The will of big media

George Will writes about the decline of newspaper and network news consumption that results in large part, he says, from the rejection by media-savvy youth of traditional journalism.
The key question is why media-savvy youth have rejected traditional journalism. One explanation is simply that this audience likes to spend time online. However, to the extent that this is the problem, the MSM can react (and is reacting) by putting its product online. The trick is to figure out how to make money this way.
But, as Will suggests, the MSM is not losing out primarily due to the nature of the media in which it currently operates. It is losing out because of its combination of bias and cluelessness. The latter trait is present for all to see in the quotation Will references from a CBS official speaking to the Weekly Standard’s Terry Eastland: “Time is on our side in that as you get older, you tend to get more interested in the world around you.” In other words, this MSM representative assumes that young people are tuning out the MSM because they are tuning out world and political events (he or she also overlooks the fact that, while the young people who now ignore the MSM surely will age, the old people who now consume the MSM surely will die and be replaced by new young people).

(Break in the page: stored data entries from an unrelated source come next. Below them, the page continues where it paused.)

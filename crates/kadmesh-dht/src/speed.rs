//! Speed tester handle
//!
//! What a bandwidth estimator needs from the DHT: a supply of live contacts
//! and round-trip measurements against them. The facade hands one out while
//! the node is active and destroys it when the node goes to sleep.

use crate::contact::Contact;
use crate::control::DhtControl;
use crate::error::{DhtError, Result};
use crate::rpc::Priority;
use rand::seq::SliceRandom;
use std::sync::Arc;
use std::sync::atomic::{AtomicBool, AtomicU64, Ordering};
use std::time::{Duration, Instant};

static NEXT_TESTER_ID: AtomicU64 = AtomicU64::new(1);

/// RTT probe handle bound to one DHT instance
pub struct SpeedTester {
    id: u64,
    control: Arc<DhtControl>,
    destroyed: AtomicBool,
}

impl SpeedTester {
    pub(crate) fn new(control: Arc<DhtControl>) -> Arc<Self> {
        Arc::new(Self {
            id: NEXT_TESTER_ID.fetch_add(1, Ordering::Relaxed),
            control,
            destroyed: AtomicBool::new(false),
        })
    }

    /// Process-unique id; a new tester is created on every wake-up
    #[must_use]
    pub fn id(&self) -> u64 {
        self.id
    }

    /// Up to `count` live contacts in random order
    #[must_use]
    pub fn candidates(&self, count: usize) -> Vec<Contact> {
        if self.is_destroyed() {
            return Vec::new();
        }
        let mut live = self.control.live_contacts();
        live.shuffle(&mut rand::thread_rng());
        live.truncate(count);
        live
    }

    /// Round-trip time of a high-priority PING to `contact`
    ///
    /// # Errors
    ///
    /// - `DhtError::Destroyed` once the tester has been destroyed
    /// - `DhtError::Rpc` if the contact does not answer
    pub async fn probe(&self, contact: &Contact) -> Result<Duration> {
        if self.is_destroyed() {
            return Err(DhtError::Destroyed);
        }
        let started = Instant::now();
        self.control.ping(contact, Priority::High).await?;
        let rtt = started.elapsed();
        tracing::trace!("Probe of {} took {:?}", contact, rtt);
        Ok(rtt)
    }

    /// Whether the tester has been destroyed
    #[must_use]
    pub fn is_destroyed(&self) -> bool {
        self.destroyed.load(Ordering::Acquire)
    }

    pub(crate) fn destroy(&self) {
        if !self.destroyed.swap(true, Ordering::AcqRel) {
            tracing::debug!("Speed tester {} destroyed", self.id);
        }
    }
}

impl std::fmt::Debug for SpeedTester {
    fn fmt(&self, f: &mut std::fmt::Formatter<'_>) -> std::fmt::Result {
        f.debug_struct("SpeedTester")
            .field("id", &self.id)
            .field("destroyed", &self.is_destroyed())
            .finish()
    }
}

#[cfg(test)]
mod tests {
    use super::*;
    use crate::config::DhtConfig;
    use crate::db::diversify::LocalStorageAdapter;
    use crate::node_id::NodeId;
    use crate::rpc::loopback::{LoopbackConfig, LoopbackNetwork};

    fn control(network: &LoopbackNetwork) -> Arc<DhtControl> {
        let transport = network.create_transport(NodeId::random(), 1);
        DhtControl::new(
            DhtConfig::default(),
            transport,
            Arc::new(LocalStorageAdapter::default()),
        )
        .unwrap()
    }

    #[tokio::test]
    async fn test_probe_and_destroy() {
        let network = LoopbackNetwork::new(LoopbackConfig::default());
        let a = control(&network);
        let b = control(&network);
        a.add_contact(b.local_contact(), true);

        let tester = SpeedTester::new(a.clone());
        let candidates = tester.candidates(5);
        assert_eq!(candidates.len(), 1);
        assert!(tester.probe(&candidates[0]).await.is_ok());

        tester.destroy();
        assert!(tester.is_destroyed());
        assert!(tester.candidates(5).is_empty());
        assert!(matches!(
            tester.probe(&b.local_contact()).await,
            Err(DhtError::Destroyed)
        ));
        assert_ne!(SpeedTester::new(a).id(), tester.id());
    }
}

But is there any evidence (other than the decline of “big media”) that the media-savvy youth of today is uninterested in the world? My daughters and their friends are as well or better informed than the kids I grew up with — they just get their information from different kinds of sources.
Will concludes that the future of big media is uncertain. It seems certain, though, that it will never recapture either its position as the arbiter of the way things are or its full market share. However, I think there’s a niche for big media which can be found where it has always purported to reside — as a fair and honest broker. What strikes me as most uncertain is whether big media has the will to reside there.